Dieta contra el colesterol

Tener alto el colesterol es frecuente y, además, bastante peligroso. Te ayudamos a combatirlo.

Cuando hablamos de colesterol es necesario diferenciar entre el conocido como colesterol "bueno", el HDL, y al que habitualmente llamamos colesterol "malo", el LDL. El primero es necesario para reducir los niveles de colesterol malo en la sangre, mientras que el segundo lo que hace es desplazarlo por el cuerpo y puede obstruir las arterias. Una vez que tengamos claras estas dos diferencias, por lo tanto el que hay que tratar de reducir es el colesterol malo o LDL.

Para bajar los niveles de colesterol malo es necesario tener unos hábitos saludables como hacer ejercicio, llevar una dieta sana y baja en grasas malas para la salud.
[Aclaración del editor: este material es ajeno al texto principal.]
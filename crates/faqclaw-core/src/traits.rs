//! Channel abstraction shared by every transport.

use async_trait::async_trait;
use futures::stream::Stream;

use crate::error::Result;
use crate::types::{IncomingMessage, OutgoingMessage};

/// A messaging transport (Telegram, terminal, ...).
#[async_trait]
pub trait Channel: Send + Sync {
    fn name(&self) -> &str;

    async fn connect(&mut self) -> Result<()>;

    async fn disconnect(&mut self) -> Result<()>;

    fn is_connected(&self) -> bool;

    /// Deliver one message (text or document).
    async fn send(&self, message: OutgoingMessage) -> Result<()>;

    /// Typing indicator; channels without one ignore it.
    async fn send_typing(&self, _thread_id: &str) -> Result<()> {
        Ok(())
    }

    /// Stream of incoming messages. Ends when the transport closes.
    async fn listen(&self) -> Result<Box<dyn Stream<Item = IncomingMessage> + Send + Unpin>>;
}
Además, es importante evitar el consumo de bebidas alcohólicas y dejar de fumar.

¿Qué alimentos debemos evitar?

Para combatir el colesterol, lo primero que hay que hacer es eliminar de la dieta los alimentos ultraprocesados, como los embutidos, la bollería industrial o los refrescos, entre otros. 

En lo que tiene que ver con los lácteos, conviene moderar los quesos muy curados -que tienen una gran cantidad de grasa- y optar por la leche semidesnatada. Los últimos estudios han demostrado que el consumo de grasas saturadas naturalmente presentes en los alimentos, como es el caso de los lácteos, por ejemplo, no están asociadas con mayor riesgo de problemas cardiovasculares.

A la hora de cocinar lo mejor es optar por las formas más saludables y descartar las frituras, por ejemplo.

 

¿Qué alimentos debo incluir en la dieta para bajar el colesterol?

Tal y como hemos apuntado al principio, para bajar el colesterol es fundamental llevar un estilo de vida saludable, lo que incluye no solo comer bien sino también hacer ejercicio y dormir correctamente.

En lo que tiene que ver con la alimentación, diferentes estudios han demostrado que es interesante reducir la cantidad de hidratos de carbono refinados, a diferencia de lo que se pensaba antes que se proponía una dieta baja en grasa, como son el azúcar y las harinas blancas, y aumentar el consumo de frutas, verduras y de grasas cardiosaludables, esto es de grasas mono y poliinsaturadas, presentes en alimentos como el aceite de oliva, los frutos secos -principalmente las nueces-, o el aguacate.

También es interesante incrementar el consumo de pescados azules, como por ejemplo las sardinas o el salmón, que son ricos en omega 3, y reducir la ingesta de carnes grasas. 

Algunos cereales, como es el caso de la avena, contienen betaglucanos, un compuesto que ayuda a bajar el colesterol, por lo que también es interesante incluirlos en la dieta.

Con respecto al ejercicio también está demostrado que realizar ejercicios de fuerza dos o tres veces por semana es una de las únicas formas de bajar el colesterol.

Hay que recordar que, a pesar de lo demonizado que está este compuesto, el colesterol es un fundamental para el correcto funcionamiento del organismo, especialmente del cerebro. La mayor parte del mismo lo produce el propio cuerpo y solo un pequeño porcentaje lo tomamos a través de la dieta. Las personas con tendencia a tener el colesterol alto de forma genética, van a producir dicho colesterol si no lo ingieren, por lo que es interesante aumentar el consumo de grasas "buenas" (colesterol HDL) de forma que el propio cuerpo produzca menos LDL, el comunmente denominado colesterol malo.